* [Problem requirements] Count every line below that contains "plus", then give that count and nothing else.

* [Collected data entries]
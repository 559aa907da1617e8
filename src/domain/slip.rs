//! Per-session wager composer: candidate legs and a parlay preview.
//!
//! A [`BetSlip`] is an ephemeral, client-side aggregation - it never touches
//! the ledger. Each session owns its own instance; there is no shared slip
//! state between sessions.

use rust_decimal::Decimal;

use super::ids::GameId;
use super::odds::{combine, AmericanOdds};
use super::payout::payout;
use super::wager::BetType;

/// Uniqueness key for a slip entry: one selection per game, bet type, and side.
#[derive(Debug, Clone, PartialEq, Eq, Hash)]
pub struct SlipKey {
    pub game_id: GameId,
    pub bet_type: BetType,
    pub selection: String,
}

/// A candidate leg on the slip, with the display fields a preview needs.
#[derive(Debug, Clone, PartialEq)]
pub struct SlipItem {
    pub game_id: GameId,
    pub home_team: String,
    pub away_team: String,
    pub bet_type: BetType,
    pub selection: String,
    pub display_selection: String,
    pub odds: AmericanOdds,
    pub stake: Decimal,
}

impl SlipItem {
    /// The uniqueness key for this leg.
    #[must_use]
    pub fn key(&self) -> SlipKey {
        SlipKey {
            game_id: self.game_id.clone(),
            bet_type: self.bet_type,
            selection: self.selection.clone(),
        }
    }
}

/// The composer itself: an ordered list of unique candidate legs.
#[derive(Debug, Default)]
pub struct BetSlip {
    items: Vec<SlipItem>,
}

impl BetSlip {
    /// Create an empty slip.
    #[must_use]
    pub fn new() -> Self {
        Self::default()
    }

    /// Add a leg, or remove it when the same key is already selected.
    ///
    /// Newly added legs always start with a zero stake.
    pub fn toggle(&mut self, mut item: SlipItem) {
        let key = item.key();
        if self.is_selected(&key) {
            self.remove(&key);
        } else {
            item.stake = Decimal::ZERO;
            self.items.push(item);
        }
    }

    /// Remove the leg with the given key, if present.
    pub fn remove(&mut self, key: &SlipKey) {
        self.items.retain(|item| item.key() != *key);
    }

    /// Set the stake on one leg. Returns false when the key is not on the slip.
    pub fn set_stake(&mut self, key: &SlipKey, stake: Decimal) -> bool {
        match self.items.iter_mut().find(|item| item.key() == *key) {
            Some(item) => {
                item.stake = stake;
                true
            }
            None => false,
        }
    }

    /// Drop every leg.
    pub fn clear(&mut self) {
        self.items.clear();
    }

    /// True when a leg with this key is on the slip.
    #[must_use]
    pub fn is_selected(&self, key: &SlipKey) -> bool {
        self.items.iter().any(|item| item.key() == *key)
    }

    /// The current legs, in selection order.
    #[must_use]
    pub fn items(&self) -> &[SlipItem] {
        &self.items
    }

    /// Number of legs on the slip.
    #[must_use]
    pub fn len(&self) -> usize {
        self.items.len()
    }

    /// True when nothing is selected.
    #[must_use]
    pub fn is_empty(&self) -> bool {
        self.items.is_empty()
    }

    /// Sum of the stakes across all legs.
    #[must_use]
    pub fn total_stake(&self) -> Decimal {
        self.items
            .iter()
            .fold(Decimal::ZERO, |acc, item| acc + item.stake)
    }

    /// Combined line over the current legs; `None` on an empty slip.
    #[must_use]
    pub fn parlay_odds(&self) -> Option<AmericanOdds> {
        let legs: Vec<AmericanOdds> = self.items.iter().map(|item| item.odds).collect();
        combine(&legs).ok()
    }

    /// Combined payout preview; zero until there are 2+ legs and stake down.
    #[must_use]
    pub fn parlay_payout(&self) -> Decimal {
        if self.items.len() < 2 {
            return Decimal::ZERO;
        }
        let total = self.total_stake();
        if total <= Decimal::ZERO {
            return Decimal::ZERO;
        }
        self.parlay_odds()
            .and_then(|odds| payout(total, odds).ok())
            .unwrap_or(Decimal::ZERO)
    }
}

#[cfg(test)]
mod tests {
    use super::*;
    use crate::domain::Sport;
    use crate::testkit::domain::{live_game, slip_item};
    use rust_decimal_macros::dec;

    #[test]
    fn toggle_adds_then_removes() {
        let game = live_game(Sport::Basketball);
        let mut slip = BetSlip::new();
        let item = slip_item(&game, 150);

        slip.toggle(item.clone());
        assert_eq!(slip.len(), 1);
        assert!(slip.is_selected(&item.key()));

        // Same key toggles it back off.
        slip.toggle(item.clone());
        assert!(slip.is_empty());
        assert!(!slip.is_selected(&item.key()));
    }

    #[test]
    fn toggle_resets_the_incoming_stake() {
        let game = live_game(Sport::Basketball);
        let mut slip = BetSlip::new();
        let mut item = slip_item(&game, 150);
        item.stake = dec!(50);

        slip.toggle(item);
        assert_eq!(slip.items()[0].stake, Decimal::ZERO);
    }

    #[test]
    fn distinct_selections_coexist() {
        let game = live_game(Sport::Basketball);
        let mut slip = BetSlip::new();
        let mut home = slip_item(&game, -110);
        let mut away = slip_item(&game, -110);
        home.selection = "home".into();
        away.selection = "away".into();

        slip.toggle(home);
        slip.toggle(away);
        assert_eq!(slip.len(), 2);
    }

    #[test]
    fn set_stake_and_totals() {
        let game = live_game(Sport::Football);
        let mut slip = BetSlip::new();
        let item = slip_item(&game, 150);
        slip.toggle(item.clone());

        assert!(slip.set_stake(&item.key(), dec!(25)));
        assert_eq!(slip.total_stake(), dec!(25));

        let other = live_game(Sport::Baseball);
        let unknown = slip_item(&other, -110);
        assert!(!slip.set_stake(&unknown.key(), dec!(10)));
    }

    #[test]
    fn parlay_preview_needs_two_legs() {
        let game = live_game(Sport::Basketball);
        let mut slip = BetSlip::new();
        let item = slip_item(&game, 150);
        slip.toggle(item.clone());
        slip.set_stake(&item.key(), dec!(20));

        // A single leg still shows its own line but no parlay payout.
        assert_eq!(slip.parlay_odds().unwrap().value(), 150);
        assert_eq!(slip.parlay_payout(), Decimal::ZERO);
    }

    #[test]
    fn parlay_preview_combines_legs() {
        let first = live_game(Sport::Basketball);
        let second = live_game(Sport::Football);
        let mut slip = BetSlip::new();
        let plus = slip_item(&first, 150);
        let minus = slip_item(&second, -200);
        slip.toggle(plus.clone());
        slip.toggle(minus);
        slip.set_stake(&plus.key(), dec!(20));

        // 2.5 * 1.5 = 3.75 -> +275; $20 at +275 returns $75.00.
        assert_eq!(slip.parlay_odds().unwrap().value(), 275);
        assert_eq!(slip.parlay_payout(), dec!(75.00));
    }

    #[test]
    fn clear_empties_the_slip() {
        let game = live_game(Sport::Soccer);
        let mut slip = BetSlip::new();
        slip.toggle(slip_item(&game, 150));
        slip.clear();
        assert!(slip.is_empty());
        assert_eq!(slip.parlay_odds(), None);
    }
}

* [Written response] 3